The nameless resister inside the White House speaks.
“The character of one man has widened the chasms of American political division,” writes Anonymous. Indeed. The Trump years will not be remembered well—not by voters, not by history since the man in charge “couldn’t focus on governing, and he was prone to abuses of power, from ill-conceived schemes to punish his political rivals to a propensity for undermining vital American institutions.” Given all that, writes the author, and given Trump’s bizarre behavior and well-known grudges—e.g., he ordered that federal flags be raised to full staff only a day after John McCain died, an act that insiders warned him would be construed as petty—it was only patriotic to try to save the country from the man even as the resistance movement within the West Wing simultaneously tried to save Trump’s presidency.
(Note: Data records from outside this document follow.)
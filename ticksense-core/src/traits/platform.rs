//! Board services used by the sleep governor and synchronous reads

/// Battery probe, sleep and busy-wait hooks
pub trait Platform {
    /// Whether the node runs from battery, `None` if the probe failed.
    fn on_battery(&mut self) -> Option<bool> {
        None
    }

    /// Enter low power for up to `ms`. Returns whether the node slept.
    fn sleep_for(&mut self, _ms: u32) -> bool {
        false
    }

    /// Called repeatedly while a synchronous read waits on a sensor.
    fn tight_loop(&mut self) {}
}

/// A board that never sleeps.
impl Platform for () {}

impl<H: Platform + ?Sized> Platform for &mut H {
    fn on_battery(&mut self) -> Option<bool> {
        (**self).on_battery()
    }

    fn sleep_for(&mut self, ms: u32) -> bool {
        (**self).sleep_for(ms)
    }

    fn tight_loop(&mut self) {
        (**self).tight_loop()
    }
}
However, that they tried did not mean they succeeded: The warning of the title consists in large part of an extended observation that Trump has removed the very people most capable of guiding him to correct action, and the “reasonable professionals” are becoming ever fewer in the absence of John Kelly and others. So unwilling are those professionals to taint their reputations by serving Trump, in fact, that many critical government posts are filled by “acting” secretaries, directors, and so forth. And those insiders abetting Trump are shrinking in number even as Trump stumbles from point to point, declaring victory over the Islamic State group (“People are going to fucking die because of this,” said one top aide) and denouncing the legitimacy of the process that is now grinding toward impeachment. However, writes the author, removal from office is not the answer, not least because Trump may not leave without trying to stir up a civil war. Voting him out is the only solution, writes Anonymous; meanwhile, we’re stuck with a president whose acts, by the resisters’ reckoning, are equal parts stupid, illegal, or impossible to enact.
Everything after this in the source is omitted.